INFORMATION SHOWN section start
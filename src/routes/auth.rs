use axum::{Json, Router, extract::State, routing::post};

use crate::{
    dto::auth::{AuthResponse, LoginRequest, RegisterRequest},
    error::AppResult,
    response::ApiResponse,
    services::auth_service::{login_user, register_user},
    state::AppState,
};

pub fn router() -> Router<AppState> {
    Router::new()
        .route("/register", post(register))
        .route("/login", post(login))
}

#[utoipa::path(
    post,
    path = "/api/auth/register",
    request_body = RegisterRequest,
    responses(
        (status = 200, description = "Register user; the first account becomes admin", body = ApiResponse<AuthResponse>),
        (status = 400, description = "Email or username already taken")
    ),
    tag = "Auth"
)]
pub async fn register(
    State(state): State<AppState>,
    Json(payload): Json<RegisterRequest>,
) -> AppResult<Json<ApiResponse<AuthResponse>>> {
    let resp = register_user(&state, payload).await?;
    Ok(Json(resp))
}

#[utoipa::path(
    post,
    path = "/api/auth/login",
    request_body = LoginRequest,
    responses(
        (status = 200, description = "Login user", body = ApiResponse<AuthResponse>),
        (status = 400, description = "Invalid credentials")
    ),
    tag = "Auth"
)]
pub async fn login(
    State(state): State<AppState>,
    Json(payload): Json<LoginRequest>,
) -> AppResult<Json<ApiResponse<AuthResponse>>> {
    let resp = login_user(&state, payload).await?;
    Ok(Json(resp))
}
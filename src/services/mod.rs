pub mod auth_service;
pub mod cart_service;
pub mod coupon_service;
pub mod favorite_service;
pub mod order_service;
pub mod product_service;
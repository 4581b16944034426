use sea_orm::entity::prelude::*;

#[derive(Clone, Debug, PartialEq, DeriveEntityModel)]
#[sea_orm(table_name = "user_coupons")]
pub struct Model {
    #[sea_orm(primary_key, auto_increment = false)]
    pub id: Uuid,
    pub user_id: Uuid,
    pub code: String,
    /// Percent off the checkout subtotal.
    #[sea_orm(column_type = "Double")]
    pub discount: f64,
    pub description: String,
    pub used: bool,
    pub collected_at: DateTimeWithTimeZone,
}

#[derive(Copy, Clone, Debug, EnumIter, DeriveRelation)]
pub enum Relation {
    #[sea_orm(
        belongs_to = "super::users::Entity",
        from = "Column::UserId",
        to = "super::users::Column::Id"
    )]
    Users,
}

impl Related<super::users::Entity> for Entity {
    fn to() -> RelationDef {
        Relation::Users.def()
    }
}

impl ActiveModelBehavior for ActiveModel {}
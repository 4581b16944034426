use serde::{Deserialize, Serialize};
use utoipa::ToSchema;

use crate::models::UserCoupon;

#[derive(Debug, Deserialize, Serialize, ToSchema)]
pub struct CollectCouponRequest {
    pub coupon_code: String,
    /// Percent off, in (0, 100].
    pub discount: f64,
    pub description: String,
}

#[derive(Debug, Deserialize, Serialize, ToSchema)]
pub struct UseCouponRequest {
    pub coupon_code: String,
}

#[derive(Debug, Serialize, Deserialize, ToSchema)]
#[serde(transparent)]
pub struct UserCouponList {
    #[schema(value_type = Vec<UserCoupon>)]
    pub items: Vec<UserCoupon>,
}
INFORMATION SHOWN section end
PROBLEM DESCRIPTION -> Each entry above should be repeated exactly, with no line left out.

EXPECTED ANSWER ->
filename src/routes/auth.rs
use axum::{Json, Router, extract::State, routing::post};

use crate::{
    dto::auth::{AuthResponse, LoginRequest, RegisterRequest},
    error::AppResult,
    response::ApiResponse,
    services::auth_service::{login_user, register_user},
    state::AppState,
};

pub fn router() -> Router<AppState> {
    Router::new()
        .route("/register", post(register))
        .route("/login", post(login))
}

#[utoipa::path(
    post,
    path = "/api/auth/register",
    request_body = RegisterRequest,
    responses(
        (status = 200, description = "Register user; the first account becomes admin", body = ApiResponse<AuthResponse>),
        (status = 400, description = "Email or username already taken")
    ),
    tag = "Auth"
)]
pub async fn register(
    State(state): State<AppState>,
    Json(payload): Json<RegisterRequest>,
) -> AppResult<Json<ApiResponse<AuthResponse>>> {
    let resp = register_user(&state, payload).await?;
    Ok(Json(resp))
}

#[utoipa::path(
    post,
    path = "/api/auth/login",
    request_body = LoginRequest,
    responses(
        (status = 200, description = "Login user", body = ApiResponse<AuthResponse>),
        (status = 400, description = "Invalid credentials")
    ),
    tag = "Auth"
)]
pub async fn login(
    State(state): State<AppState>,
    Json(payload): Json<LoginRequest>,
) -> AppResult<Json<ApiResponse<AuthResponse>>> {
    let resp = login_user(&state, payload).await?;
    Ok(Json(resp))
}
filename src/services/mod.rs
pub mod auth_service;
pub mod cart_service;
pub mod coupon_service;
pub mod favorite_service;
pub mod order_service;
pub mod product_service;
repository 4581b16944034426
use sea_orm::entity::prelude::*;

#[derive(Clone, Debug, PartialEq, DeriveEntityModel)]
#[sea_orm(table_name = "user_coupons")]
pub struct Model {
    #[sea_orm(primary_key, auto_increment = false)]
    pub id: Uuid,
    pub user_id: Uuid,
    pub code: String,
    /// Percent off the checkout subtotal.
    #[sea_orm(column_type = "Double")]
    pub discount: f64,
    pub description: String,
    pub used: bool,
    pub collected_at: DateTimeWithTimeZone,
}

#[derive(Copy, Clone, Debug, EnumIter, DeriveRelation)]
pub enum Relation {
    #[sea_orm(
        belongs_to = "super::users::Entity",
        from = "Column::UserId",
        to = "super::users::Column::Id"
    )]
    Users,
}

impl Related<super::users::Entity> for Entity {
    fn to() -> RelationDef {
        Relation::Users.def()
    }
}

impl ActiveModelBehavior for ActiveModel {}
repository 4581b16944034426
use serde::{Deserialize, Serialize};
use utoipa::ToSchema;

use crate::models::UserCoupon;

#[derive(Debug, Deserialize, Serialize, ToSchema)]
pub struct CollectCouponRequest {
    pub coupon_code: String,
    /// Percent off, in (0, 100].
    pub discount: f64,
    pub description: String,
}

#[derive(Debug, Deserialize, Serialize, ToSchema)]
pub struct UseCouponRequest {
    pub coupon_code: String,
}

#[derive(Debug, Serialize, Deserialize, ToSchema)]
#[serde(transparent)]
pub struct UserCouponList {
    #[schema(value_type = Vec<UserCoupon>)]
    pub items: Vec<UserCoupon>,
}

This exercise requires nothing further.